Saved data entries
☆ ☆ ☆ ☆
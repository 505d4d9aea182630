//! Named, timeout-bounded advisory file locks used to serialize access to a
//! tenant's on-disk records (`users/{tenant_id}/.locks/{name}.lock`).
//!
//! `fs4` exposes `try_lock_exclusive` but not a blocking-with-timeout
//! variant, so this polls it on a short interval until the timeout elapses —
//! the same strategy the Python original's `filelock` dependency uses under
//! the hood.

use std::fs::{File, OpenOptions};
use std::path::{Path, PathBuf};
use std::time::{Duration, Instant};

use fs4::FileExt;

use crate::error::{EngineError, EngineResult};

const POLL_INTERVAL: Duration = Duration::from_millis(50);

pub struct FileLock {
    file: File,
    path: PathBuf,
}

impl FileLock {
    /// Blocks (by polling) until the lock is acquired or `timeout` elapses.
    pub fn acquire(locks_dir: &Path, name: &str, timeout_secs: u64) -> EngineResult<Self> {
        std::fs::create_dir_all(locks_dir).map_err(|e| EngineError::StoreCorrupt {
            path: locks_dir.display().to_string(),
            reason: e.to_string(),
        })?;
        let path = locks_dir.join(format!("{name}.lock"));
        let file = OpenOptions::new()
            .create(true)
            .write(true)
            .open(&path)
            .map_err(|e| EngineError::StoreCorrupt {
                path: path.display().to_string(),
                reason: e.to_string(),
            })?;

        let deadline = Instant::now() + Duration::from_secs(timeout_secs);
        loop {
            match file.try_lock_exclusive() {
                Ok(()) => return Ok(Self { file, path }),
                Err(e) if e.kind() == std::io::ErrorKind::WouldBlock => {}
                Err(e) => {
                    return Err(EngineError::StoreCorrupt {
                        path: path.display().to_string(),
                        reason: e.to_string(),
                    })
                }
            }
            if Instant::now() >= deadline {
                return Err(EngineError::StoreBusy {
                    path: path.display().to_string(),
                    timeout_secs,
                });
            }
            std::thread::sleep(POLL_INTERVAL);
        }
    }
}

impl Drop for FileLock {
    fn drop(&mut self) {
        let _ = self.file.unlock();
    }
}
☆ ☆ ☆ ☆
> _What to work on_
What's wanted here is every record, retyped exactly as shown above.

> _Output for this task_
repository 505d4d9aea182630
//! Named, timeout-bounded advisory file locks used to serialize access to a
//! tenant's on-disk records (`users/{tenant_id}/.locks/{name}.lock`).
//!
//! `fs4` exposes `try_lock_exclusive` but not a blocking-with-timeout
//! variant, so this polls it on a short interval until the timeout elapses —
//! the same strategy the Python original's `filelock` dependency uses under
//! the hood.

use std::fs::{File, OpenOptions};
use std::path::{Path, PathBuf};
use std::time::{Duration, Instant};

use fs4::FileExt;

use crate::error::{EngineError, EngineResult};

const POLL_INTERVAL: Duration = Duration::from_millis(50);

pub struct FileLock {
    file: File,
    path: PathBuf,
}

impl FileLock {
    /// Blocks (by polling) until the lock is acquired or `timeout` elapses.
    pub fn acquire(locks_dir: &Path, name: &str, timeout_secs: u64) -> EngineResult<Self> {
        std::fs::create_dir_all(locks_dir).map_err(|e| EngineError::StoreCorrupt {
            path: locks_dir.display().to_string(),
            reason: e.to_string(),
        })?;
        let path = locks_dir.join(format!("{name}.lock"));
        let file = OpenOptions::new()
            .create(true)
            .write(true)
            .open(&path)
            .map_err(|e| EngineError::StoreCorrupt {
                path: path.display().to_string(),
                reason: e.to_string(),
            })?;

        let deadline = Instant::now() + Duration::from_secs(timeout_secs);
        loop {
            match file.try_lock_exclusive() {
                Ok(()) => return Ok(Self { file, path }),
                Err(e) if e.kind() == std::io::ErrorKind::WouldBlock => {}
                Err(e) => {
                    return Err(EngineError::StoreCorrupt {
                        path: path.display().to_string(),
                        reason: e.to_string(),
                    })
                }
            }
            if Instant::now() >= deadline {
                return Err(EngineError::StoreBusy {
                    path: path.display().to_string(),
                    timeout_secs,
                });
            }
            std::thread::sleep(POLL_INTERVAL);
        }
    }
}

impl Drop for FileLock {
    fn drop(&mut self) {
        let _ = self.file.unlock();
    }
}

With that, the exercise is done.